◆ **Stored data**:
++++++
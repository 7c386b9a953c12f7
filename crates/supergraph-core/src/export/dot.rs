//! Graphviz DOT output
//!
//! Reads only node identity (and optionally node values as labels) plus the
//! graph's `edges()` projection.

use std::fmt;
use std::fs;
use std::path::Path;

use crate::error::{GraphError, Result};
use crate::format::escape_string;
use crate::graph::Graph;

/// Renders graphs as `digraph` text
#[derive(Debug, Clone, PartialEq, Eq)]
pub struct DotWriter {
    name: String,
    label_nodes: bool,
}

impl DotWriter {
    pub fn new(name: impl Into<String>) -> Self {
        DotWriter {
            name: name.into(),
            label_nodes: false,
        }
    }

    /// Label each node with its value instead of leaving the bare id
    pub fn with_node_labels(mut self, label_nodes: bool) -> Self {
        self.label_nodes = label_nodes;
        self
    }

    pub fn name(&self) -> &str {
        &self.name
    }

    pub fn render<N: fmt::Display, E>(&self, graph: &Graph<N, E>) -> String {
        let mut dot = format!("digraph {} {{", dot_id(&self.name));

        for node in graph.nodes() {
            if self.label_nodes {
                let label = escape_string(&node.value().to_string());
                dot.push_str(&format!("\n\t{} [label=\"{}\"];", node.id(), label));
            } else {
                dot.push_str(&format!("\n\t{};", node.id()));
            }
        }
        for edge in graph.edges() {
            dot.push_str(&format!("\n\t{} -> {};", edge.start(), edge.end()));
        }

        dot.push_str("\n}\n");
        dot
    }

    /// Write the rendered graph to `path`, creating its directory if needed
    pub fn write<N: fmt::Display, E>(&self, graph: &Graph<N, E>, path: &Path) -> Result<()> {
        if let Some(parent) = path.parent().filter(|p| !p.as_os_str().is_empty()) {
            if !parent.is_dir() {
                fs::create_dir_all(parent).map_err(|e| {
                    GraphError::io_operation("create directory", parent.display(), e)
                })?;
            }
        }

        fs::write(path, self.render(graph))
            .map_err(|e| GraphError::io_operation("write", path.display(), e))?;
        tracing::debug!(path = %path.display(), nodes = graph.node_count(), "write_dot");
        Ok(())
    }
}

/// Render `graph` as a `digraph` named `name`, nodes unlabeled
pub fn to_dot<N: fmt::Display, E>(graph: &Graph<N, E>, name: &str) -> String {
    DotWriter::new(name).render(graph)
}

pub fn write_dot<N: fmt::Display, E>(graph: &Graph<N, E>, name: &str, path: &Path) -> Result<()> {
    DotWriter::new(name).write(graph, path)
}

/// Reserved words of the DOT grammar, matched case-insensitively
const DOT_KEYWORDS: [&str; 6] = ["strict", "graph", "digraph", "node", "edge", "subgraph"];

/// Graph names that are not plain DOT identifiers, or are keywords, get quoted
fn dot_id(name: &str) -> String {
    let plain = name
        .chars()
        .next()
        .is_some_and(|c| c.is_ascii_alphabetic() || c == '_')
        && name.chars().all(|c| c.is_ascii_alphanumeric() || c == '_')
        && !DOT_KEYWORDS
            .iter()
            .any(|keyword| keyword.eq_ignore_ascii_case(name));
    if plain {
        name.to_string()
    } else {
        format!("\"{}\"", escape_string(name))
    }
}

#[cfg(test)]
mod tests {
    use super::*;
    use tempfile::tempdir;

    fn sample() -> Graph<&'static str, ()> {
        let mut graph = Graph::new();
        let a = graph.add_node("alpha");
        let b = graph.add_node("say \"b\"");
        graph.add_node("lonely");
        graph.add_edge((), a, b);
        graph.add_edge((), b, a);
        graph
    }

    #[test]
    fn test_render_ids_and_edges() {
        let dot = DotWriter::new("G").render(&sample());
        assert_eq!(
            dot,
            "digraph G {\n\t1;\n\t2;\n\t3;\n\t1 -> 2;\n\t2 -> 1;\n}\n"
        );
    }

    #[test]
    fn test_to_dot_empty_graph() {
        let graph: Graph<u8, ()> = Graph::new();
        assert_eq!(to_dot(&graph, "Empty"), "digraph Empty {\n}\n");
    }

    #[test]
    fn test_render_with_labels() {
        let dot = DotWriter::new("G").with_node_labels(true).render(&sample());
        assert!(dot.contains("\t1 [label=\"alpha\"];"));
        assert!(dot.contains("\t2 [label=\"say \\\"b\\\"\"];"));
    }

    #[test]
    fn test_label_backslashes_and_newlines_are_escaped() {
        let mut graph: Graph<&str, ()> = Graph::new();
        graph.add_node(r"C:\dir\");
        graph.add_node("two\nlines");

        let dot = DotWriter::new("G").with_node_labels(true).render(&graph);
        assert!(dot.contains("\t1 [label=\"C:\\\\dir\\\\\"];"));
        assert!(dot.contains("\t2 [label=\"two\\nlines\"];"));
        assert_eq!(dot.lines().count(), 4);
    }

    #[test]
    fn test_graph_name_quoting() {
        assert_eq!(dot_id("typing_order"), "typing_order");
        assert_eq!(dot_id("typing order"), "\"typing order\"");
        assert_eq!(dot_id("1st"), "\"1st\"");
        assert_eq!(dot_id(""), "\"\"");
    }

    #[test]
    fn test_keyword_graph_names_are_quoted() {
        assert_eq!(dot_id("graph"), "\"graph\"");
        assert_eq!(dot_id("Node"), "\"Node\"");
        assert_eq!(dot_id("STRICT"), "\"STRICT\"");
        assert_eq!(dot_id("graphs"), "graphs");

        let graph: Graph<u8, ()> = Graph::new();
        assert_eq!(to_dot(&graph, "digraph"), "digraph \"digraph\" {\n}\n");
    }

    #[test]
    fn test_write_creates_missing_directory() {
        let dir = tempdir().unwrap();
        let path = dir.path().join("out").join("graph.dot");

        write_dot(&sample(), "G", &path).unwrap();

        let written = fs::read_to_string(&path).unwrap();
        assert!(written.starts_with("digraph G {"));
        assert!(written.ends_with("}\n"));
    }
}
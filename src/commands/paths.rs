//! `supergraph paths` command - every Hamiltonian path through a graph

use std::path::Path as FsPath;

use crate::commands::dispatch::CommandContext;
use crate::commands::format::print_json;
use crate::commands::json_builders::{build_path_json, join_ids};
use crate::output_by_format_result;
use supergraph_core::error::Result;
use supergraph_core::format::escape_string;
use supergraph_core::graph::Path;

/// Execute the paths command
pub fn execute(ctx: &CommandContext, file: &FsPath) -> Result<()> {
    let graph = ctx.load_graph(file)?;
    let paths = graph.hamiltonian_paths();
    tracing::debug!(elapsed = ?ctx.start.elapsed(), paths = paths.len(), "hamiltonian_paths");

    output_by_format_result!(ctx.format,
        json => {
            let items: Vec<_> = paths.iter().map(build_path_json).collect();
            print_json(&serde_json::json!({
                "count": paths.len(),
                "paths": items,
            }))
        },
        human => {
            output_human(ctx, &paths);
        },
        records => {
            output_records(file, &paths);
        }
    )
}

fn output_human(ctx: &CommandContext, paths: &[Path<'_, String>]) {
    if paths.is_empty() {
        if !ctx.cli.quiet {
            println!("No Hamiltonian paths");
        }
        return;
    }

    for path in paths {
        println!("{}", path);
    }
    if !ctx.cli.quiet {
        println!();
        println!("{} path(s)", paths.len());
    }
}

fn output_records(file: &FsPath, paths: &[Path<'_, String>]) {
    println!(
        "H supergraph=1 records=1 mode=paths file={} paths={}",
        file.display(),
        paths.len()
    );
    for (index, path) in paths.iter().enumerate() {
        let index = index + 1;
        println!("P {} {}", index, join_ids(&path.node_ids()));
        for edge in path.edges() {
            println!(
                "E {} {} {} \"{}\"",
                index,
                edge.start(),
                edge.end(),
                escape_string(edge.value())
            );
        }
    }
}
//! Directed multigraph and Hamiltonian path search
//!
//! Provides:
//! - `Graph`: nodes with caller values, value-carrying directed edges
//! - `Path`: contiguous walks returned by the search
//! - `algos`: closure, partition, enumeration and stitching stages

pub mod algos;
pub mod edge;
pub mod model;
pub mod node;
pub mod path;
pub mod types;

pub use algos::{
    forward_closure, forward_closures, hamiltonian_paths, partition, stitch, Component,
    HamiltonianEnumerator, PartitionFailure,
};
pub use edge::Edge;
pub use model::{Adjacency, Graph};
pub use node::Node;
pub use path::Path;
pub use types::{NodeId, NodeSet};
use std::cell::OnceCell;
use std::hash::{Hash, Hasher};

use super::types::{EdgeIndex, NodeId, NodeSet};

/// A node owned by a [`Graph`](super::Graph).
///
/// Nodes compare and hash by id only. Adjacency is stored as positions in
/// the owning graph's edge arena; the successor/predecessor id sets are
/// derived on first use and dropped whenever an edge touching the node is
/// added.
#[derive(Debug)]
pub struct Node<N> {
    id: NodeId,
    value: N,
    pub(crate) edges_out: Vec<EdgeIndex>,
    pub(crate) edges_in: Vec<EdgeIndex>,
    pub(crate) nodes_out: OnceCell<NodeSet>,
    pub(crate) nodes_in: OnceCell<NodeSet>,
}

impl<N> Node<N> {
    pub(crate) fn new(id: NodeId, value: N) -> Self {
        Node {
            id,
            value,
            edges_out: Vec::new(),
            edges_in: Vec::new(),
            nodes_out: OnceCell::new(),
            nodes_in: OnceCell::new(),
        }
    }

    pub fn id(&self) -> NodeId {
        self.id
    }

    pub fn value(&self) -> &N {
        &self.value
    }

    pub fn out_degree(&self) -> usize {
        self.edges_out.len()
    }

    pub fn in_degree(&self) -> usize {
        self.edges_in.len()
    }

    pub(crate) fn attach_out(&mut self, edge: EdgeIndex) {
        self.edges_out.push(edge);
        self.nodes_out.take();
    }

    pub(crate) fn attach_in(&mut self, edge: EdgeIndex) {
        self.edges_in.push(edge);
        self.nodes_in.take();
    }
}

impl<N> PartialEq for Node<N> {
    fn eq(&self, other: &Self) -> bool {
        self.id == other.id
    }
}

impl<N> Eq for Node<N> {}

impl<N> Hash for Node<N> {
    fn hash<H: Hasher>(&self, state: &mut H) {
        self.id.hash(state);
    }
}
++++++
◆ **Task item**: Scan the entries above for the string "OnceCell" and copy each line that contains it.

◆ **Exercise result**:
use std::cell::OnceCell;
    pub(crate) nodes_out: OnceCell<NodeSet>,
    pub(crate) nodes_in: OnceCell<NodeSet>,
            nodes_out: OnceCell::new(),
            nodes_in: OnceCell::new(),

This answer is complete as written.